Significantly higher channel rates require new concepts and device
structures. In this context organic semiconductor devices offer
some advantages with respect to traditional materials and devices.
In particular, they feature easy processing, low cost and flexibility.
If successful, lasers and ultrafast all-optical switches based on
organic semiconductors could become important due to their integration
potential on arbitrary substrates and the tunability of the lasing
emission.
Organic lasers are improved by incorporating a photonic crystal
that consists of a thin layer of TiO2. The TiO2 increases the index
contrast and the confinement in the waveguide. Thus the mode coupling
is increased, which results in larger feedback given to the lasing
modes. The larger feedback leads to smaller devices as the interaction
length is decreased to achieve the lasing threshold. To employ a
photonic crystal consisting of a high-index material in this way
gives rise to new design criteria. These criteria are investigated
and employed to design an optimum organic photonic crystal laser.
Devices have been fabricated according to optimum parameters and
characterized. The measured spectral features of the laser agree
very well with the predictions obtained from simulations.
Furthermore, Fabry-Perot cavities are fabricated by incorporating
an organic nonlinear Kerr material between two dielectric mirrors.
Using femto-second pump and probe measurements we characterize these
hybrid 1-D photonic band gap structures for various organic materials.
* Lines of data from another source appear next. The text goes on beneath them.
//! Collision-free destination naming.
//!
//! When a copy would land on a name that is already taken, the stem gets a
//! parenthesised counter: `report.txt` becomes `report(0).txt`, then
//! `report(1).txt`, and an existing `report(4).txt` becomes `report(5).txt`.

use std::path::Path;
use std::sync::OnceLock;

use regex::Regex;

use crate::fs_op::error::FsOpError;
use crate::fs_op::stat::{exists, is_dir};

fn suffix_regex() -> &'static Regex {
    static RE: OnceLock<Regex> = OnceLock::new();
    RE.get_or_init(|| Regex::new(r"^(?s)(.*)\((\d+)\)$").expect("static regex"))
}

/// A `(n)` counter parsed off the end of a stem.
#[derive(Debug, Clone, PartialEq, Eq)]
pub struct CollisionSuffix {
    /// Stem with the counter removed.
    pub base: String,
    /// Parsed counter, `None` when the stem carries no numeric suffix.
    pub index: Option<u64>,
}

impl CollisionSuffix {
    /// Split `stem` into its base and optional counter.
    ///
    /// Only a trailing `(<digits>)` counts. `a(x)` or `a(1)b` carry no suffix,
    /// and neither does a counter too large for `u64`.
    pub fn parse(stem: &str) -> Self {
        if let Some(caps) = suffix_regex().captures(stem) {
            if let Ok(n) = caps[2].parse::<u64>() {
                return CollisionSuffix {
                    base: caps[1].to_string(),
                    index: Some(n),
                };
            }
        }
        CollisionSuffix {
            base: stem.to_string(),
            index: None,
        }
    }

    /// Counter for the next attempt: an absent suffix behaves like `-1`.
    pub fn next_index(&self) -> u64 {
        match self.index {
            Some(n) => n.saturating_add(1),
            None => 0,
        }
    }

    /// Compose `base(index)extension`.
    pub fn compose(&self, index: u64, extension: &str) -> String {
        format!("{}({}){}", self.base, index, extension)
    }
}

/// Extension of the final path component including the leading dot.
///
/// Returns `None` when the name has no dot. A leading-dot name such as
/// `.bashrc` has no extension.
pub fn file_extension(path: impl AsRef<Path>) -> Option<String> {
    let name = path.as_ref().file_name()?.to_string_lossy().into_owned();
    match name.rfind('.') {
        Some(0) | None => None,
        Some(i) => Some(name[i..].to_string()),
    }
}

/// Final path component without its extension.
pub fn file_stem(path: impl AsRef<Path>) -> Option<String> {
    let name = path.as_ref().file_name()?.to_string_lossy().into_owned();
    let ext_len = file_extension(path.as_ref()).map(|e| e.len()).unwrap_or(0);
    Some(name[..name.len() - ext_len].to_string())
}

/// Pick a free file name for `candidate` within its parent directory.
///
/// Returns the candidate's own name when nothing occupies it. Otherwise the
/// stem's `(n)` counter is bumped until a name is free. Only existence checks
/// are made; nothing is created.
pub fn resolve_name(candidate: impl AsRef<Path>) -> Result<String, FsOpError> {
    let candidate = candidate.as_ref();
    let name = candidate
        .file_name()
        .ok_or_else(|| FsOpError::MissingFilename(candidate.to_path_buf()))?
        .to_string_lossy()
        .into_owned();

    if !exists(candidate) {
        return Ok(name);
    }

    let parent = candidate.parent().unwrap_or_else(|| Path::new(""));
    // Directories never carry an extension, even when their name has a dot.
    let (stem, extension) = if is_dir(candidate) {
        (name.clone(), String::new())
    } else {
        (
            file_stem(candidate).unwrap_or_else(|| name.clone()),
            file_extension(candidate).unwrap_or_default(),
        )
    };

    let suffix = CollisionSuffix::parse(&stem);
    let mut index = suffix.next_index();
    loop {
        let attempt = suffix.compose(index, &extension);
        if !exists(parent.join(&attempt)) {
            tracing::debug!(original = %name, resolved = %attempt, "resolved name collision");
            return Ok(attempt);
        }
        index = index.saturating_add(1);
    }
}
use std::fs;
use std::path::{Path, PathBuf};
use std::time::SystemTime;

use crate::fs_op::error::{FsOpError, IoResultExt};

/// Lightweight classification of a filesystem path's kind.
#[derive(Debug, Clone, Copy, PartialEq, Eq)]
pub enum PathType {
    /// The path does not exist.
    NotFound,
    /// The path exists and is a directory.
    Directory,
    /// The path exists and is a regular file.
    File,
    /// The path exists but is neither a regular file nor a directory
    /// (for example: socket, FIFO, block device, dangling symlink).
    Other,
}

impl PathType {
    /// Classify `path` and return its `PathType`.
    ///
    /// Symlinks are followed, so a link to a directory is a `Directory`.
    pub fn of<P: AsRef<Path>>(path: P) -> Self {
        match fs::metadata(path.as_ref()) {
            Err(_) => {
                // A dangling symlink still occupies the name.
                if fs::symlink_metadata(path.as_ref()).is_ok() {
                    PathType::Other
                } else {
                    PathType::NotFound
                }
            }
            Ok(md) if md.is_dir() => PathType::Directory,
            Ok(md) if md.is_file() => PathType::File,
            Ok(_) => PathType::Other,
        }
    }
}

/// Return `true` if something occupies `path`.
pub fn exists<P: AsRef<Path>>(path: P) -> bool {
    PathType::of(path) != PathType::NotFound
}

/// Return `true` if the provided `path` is a directory.
pub fn is_dir<P: AsRef<Path>>(path: P) -> bool {
    PathType::of(path) == PathType::Directory
}

/// Return `true` if the provided `path` is a regular file.
pub fn is_file<P: AsRef<Path>>(path: P) -> bool {
    PathType::of(path) == PathType::File
}

/// A snapshot of one file or directory on disk.
///
/// Nodes are read-only views; nothing in this crate creates a node's backing
/// file through this type.
#[derive(Debug, Clone, PartialEq, Eq)]
pub struct FileNode {
    pub path: PathBuf,
    pub kind: PathType,
    pub modified: Option<SystemTime>,
    pub size: u64,
}

impl FileNode {
    /// Stat `path`, following symlinks.
    pub fn stat(path: impl AsRef<Path>) -> Result<Self, FsOpError> {
        let path = path.as_ref();
        let md = fs::metadata(path).at(path)?;
        let kind = if md.is_dir() {
            PathType::Directory
        } else if md.is_file() {
            PathType::File
        } else {
            PathType::Other
        };
        Ok(FileNode {
            path: path.to_path_buf(),
            kind,
            modified: md.modified().ok(),
            size: md.len(),
        })
    }

    pub fn is_dir(&self) -> bool {
        self.kind == PathType::Directory
    }

    pub fn is_file(&self) -> bool {
        self.kind == PathType::File
    }

    /// Final path component as a `String` (lossy).
    pub fn name(&self) -> Option<String> {
        self.path
            .file_name()
            .map(|n| n.to_string_lossy().into_owned())
    }
}
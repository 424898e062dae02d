//! User configuration loaded from a TOML file.

pub mod config_dirs;
pub mod read_settings;

use serde::{Deserialize, Serialize};

use crate::archive::{ArchiveOptions, Compression};
use crate::fs_op::helpers::DEFAULT_BUFFER_SIZE;
use crate::fs_op::CopySettings;

pub use config_dirs::{project_config_dir, settings_path};
pub use read_settings::{load_settings, load_settings_from, ConfigError};

/// Top-level configuration. Every section and field is optional in the file.
#[derive(Debug, Clone, Default, PartialEq, Eq, Serialize, Deserialize)]
#[serde(default)]
pub struct Settings {
    pub archive: ArchiveSection,
    pub copy: CopySection,
    pub log: LogSection,
}

#[derive(Debug, Clone, PartialEq, Eq, Serialize, Deserialize)]
#[serde(default)]
pub struct ArchiveSection {
    pub compression: Compression,
    pub manifest_version: String,
    pub extension: String,
}

impl Default for ArchiveSection {
    fn default() -> Self {
        let o = ArchiveOptions::default();
        ArchiveSection {
            compression: o.compression,
            manifest_version: o.manifest_version,
            extension: o.extension,
        }
    }
}

#[derive(Debug, Clone, PartialEq, Eq, Serialize, Deserialize)]
#[serde(default)]
pub struct CopySection {
    pub buffer_size: usize,
    pub preserve_times: bool,
}

impl Default for CopySection {
    fn default() -> Self {
        CopySection {
            buffer_size: DEFAULT_BUFFER_SIZE,
            preserve_times: true,
        }
    }
}

#[derive(Debug, Clone, PartialEq, Eq, Serialize, Deserialize)]
#[serde(default)]
pub struct LogSection {
    /// Default `tracing` filter directive when `RUST_LOG` is unset.
    pub level: String,
}

impl Default for LogSection {
    fn default() -> Self {
        LogSection {
            level: "warn".to_string(),
        }
    }
}

impl Settings {
    pub fn archive_options(&self) -> ArchiveOptions {
        ArchiveOptions {
            compression: self.archive.compression,
            manifest_version: self.archive.manifest_version.clone(),
            extension: self.archive.extension.trim_start_matches('.').to_string(),
            buffer_size: self.copy.buffer_size,
        }
    }

    pub fn copy_settings(&self) -> CopySettings {
        CopySettings {
            buffer_size: self.copy.buffer_size,
            preserve_times: self.copy.preserve_times,
        }
    }
}

#[cfg(test)]
mod tests {
    use super::*;

    #[test]
    fn defaults_match_library_defaults() {
        let s = Settings::default();
        assert_eq!(s.archive_options(), ArchiveOptions::default());
        assert_eq!(s.copy_settings(), CopySettings::default());
        assert_eq!(s.log.level, "warn");
    }

    #[test]
    fn extension_dot_is_dropped() {
        let mut s = Settings::default();
        s.archive.extension = ".zip".to_string();
        assert_eq!(s.archive_options().output_name("x", None), "x.zip");
    }
}
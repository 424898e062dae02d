//! `tracing` subscriber setup for the command-line front end.
//!
//! The library never installs a subscriber itself; embedding applications
//! keep full control over where events go.

use tracing_subscriber::EnvFilter;

/// Install a stderr subscriber.
///
/// `RUST_LOG` wins over `default_level`; `verbose` forces `debug`. Calling
/// this twice is harmless, the second call is ignored.
pub fn init_logging(default_level: &str, verbose: bool) {
    let filter = if verbose {
        EnvFilter::new("debug")
    } else {
        EnvFilter::try_from_default_env().unwrap_or_else(|_| EnvFilter::new(default_level))
    };
    let _ = tracing_subscriber::fmt()
        .with_env_filter(filter)
        .with_writer(std::io::stderr)
        .with_target(false)
        .try_init();
}
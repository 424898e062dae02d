//! Human-readable relative times such as `3 days ago` or `1 hour from now`.
//!
//! A difference is reported in the largest unit that fits into it at least
//! once, truncated to a whole number. Months are 30 days and years 365 days.

use chrono::Utc;

const SECOND: u64 = 1_000;
const MINUTE: u64 = 60 * SECOND;
const HOUR: u64 = 60 * MINUTE;
const DAY: u64 = 24 * HOUR;
const YEAR: u64 = 365 * DAY;

/// Unit lengths in milliseconds paired with their singular names, ascending.
const UNITS: [(u64, &str); 9] = [
    (SECOND, "second"),
    (MINUTE, "minute"),
    (HOUR, "hour"),
    (DAY, "day"),
    (7 * DAY, "week"),
    (30 * DAY, "month"),
    (YEAR, "year"),
    (10 * YEAR, "decade"),
    (100 * YEAR, "century"),
];

/// Text returned for differences under one second.
pub const JUST_NOW: &str = "Just now";

/// Describe `epoch_ms` relative to the current clock.
pub fn to_relative_time(epoch_ms: i64) -> String {
    to_relative_time_at(epoch_ms, Utc::now().timestamp_millis())
}

/// Describe `epoch_ms` relative to `now_ms`.
pub fn to_relative_time_at(epoch_ms: i64, now_ms: i64) -> String {
    let diff = i128::from(now_ms) - i128::from(epoch_ms);
    let magnitude = u64::try_from(diff.unsigned_abs()).unwrap_or(u64::MAX);
    if diff < 0 {
        compute_future_relative_time(magnitude)
    } else {
        compute_past_relative_time(magnitude)
    }
}

/// `"<n> <unit> ago"` for a difference of `diff_ms` milliseconds.
pub fn compute_past_relative_time(diff_ms: u64) -> String {
    describe(diff_ms, "ago")
}

/// `"<n> <unit> from now"` for a difference of `diff_ms` milliseconds.
pub fn compute_future_relative_time(diff_ms: u64) -> String {
    describe(diff_ms, "from now")
}

fn describe(diff_ms: u64, suffix: &str) -> String {
    let Some(&(len, unit)) = UNITS.iter().rev().find(|(len, _)| diff_ms >= *len) else {
        return JUST_NOW.to_string();
    };
    let count = diff_ms / len;
    if count > 1 {
        format!("{} {} {}", count, pluralize(unit), suffix)
    } else {
        format!("{} {} {}", count, unit, suffix)
    }
}

/// English plural of a unit name.
///
/// ```
/// use toolbelt::relative_time::pluralize;
///
/// assert_eq!(pluralize("century"), "centuries");
/// assert_eq!(pluralize("day"), "days");
/// ```
pub fn pluralize(word: &str) -> String {
    let lower = word.to_lowercase();
    if ["s", "sh", "ch", "x", "o"].iter().any(|e| lower.ends_with(e)) {
        return format!("{}es", word);
    }
    if let Some(stem) = word.strip_suffix(['y', 'Y']) {
        let before = lower.chars().rev().nth(1);
        return match before {
            Some('a' | 'e' | 'i' | 'o' | 'u') | None => format!("{}s", word),
            Some(_) => format!("{}ies", stem),
        };
    }
    if let Some(stem) = word.strip_suffix(['f', 'F']) {
        return format!("{}ves", stem);
    }
    format!("{}s", word)
}
use std::process::ExitCode;

use clap::Parser;
use toolbelt::cli::{run, Cli};

fn main() -> ExitCode {
    let cli = Cli::parse();
    let mut stdout = std::io::stdout().lock();
    match run(cli, &mut stdout) {
        Ok(()) => ExitCode::SUCCESS,
        Err(e) => {
            eprintln!("error: {:#}", e);
            ExitCode::FAILURE
        }
    }
}
use std::io;
use std::path::{Path, PathBuf};
use thiserror::Error;

/// Errors produced by the filesystem operation helpers.
///
/// Callers can tell "not found" apart from "permission denied" apart from any
/// other I/O failure; none of these are swallowed by the helpers.
#[derive(Error, Debug)]
pub enum FsOpError {
    /// The source path does not exist.
    #[error("path does not exist: {}", .0.display())]
    NotFound(PathBuf),

    /// The destination (or source) could not be accessed.
    #[error("permission denied: {}", .0.display())]
    PermissionDenied(PathBuf),

    /// A rename target is already taken.
    #[error("already exists: {}", .0.display())]
    AlreadyExists(PathBuf),

    /// A file was expected but a directory was found.
    #[error("is a directory: {}", .0.display())]
    IsDirectory(PathBuf),

    /// The path has no final component (e.g. `/` or `..`).
    #[error("path has no file name: {}", .0.display())]
    MissingFilename(PathBuf),

    /// Any other I/O failure, with the path it happened on.
    #[error("I/O error on `{}`: {source}", .path.display())]
    Io {
        path: PathBuf,
        #[source]
        source: io::Error,
    },

    /// Contextual error that includes source and destination paths.
    #[error("copy failed from `{}` to `{}`: {msg}", .src.display(), .dst.display())]
    Copy {
        src: PathBuf,
        dst: PathBuf,
        msg: String,
    },
}

impl FsOpError {
    /// Classify an `io::Error` raised while working on `path`.
    pub fn from_io(path: impl AsRef<Path>, source: io::Error) -> Self {
        let path = path.as_ref().to_path_buf();
        match source.kind() {
            io::ErrorKind::NotFound => FsOpError::NotFound(path),
            io::ErrorKind::PermissionDenied => FsOpError::PermissionDenied(path),
            io::ErrorKind::AlreadyExists => FsOpError::AlreadyExists(path),
            _ => FsOpError::Io { path, source },
        }
    }

    /// Returns `true` when the error means the path was absent.
    pub fn is_not_found(&self) -> bool {
        matches!(self, FsOpError::NotFound(_))
    }
}

/// Extension used to attach a path to `io::Result` values.
pub(crate) trait IoResultExt<T> {
    fn at(self, path: &Path) -> Result<T, FsOpError>;
}

impl<T> IoResultExt<T> for io::Result<T> {
    fn at(self, path: &Path) -> Result<T, FsOpError> {
        self.map_err(|e| FsOpError::from_io(path, e))
    }
}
Promising organic materials are C60 and MEH-PPV. By varying the
pump beam wavelength across the cavity resonance we are able to
delineate the various underlying nonlinear processes. It turns out
that, in the spectral region from 780 to 880 nm, nonlinear absorption
dominates the signal. However, for larger wavelengths of around
1300 to 1500 nm, refractive nonlinear effects dominate the signal.
Comparing these measurements with computations, we are able to quantify
both the refractive and absorptive nonlinear coefficients of various
organic materials.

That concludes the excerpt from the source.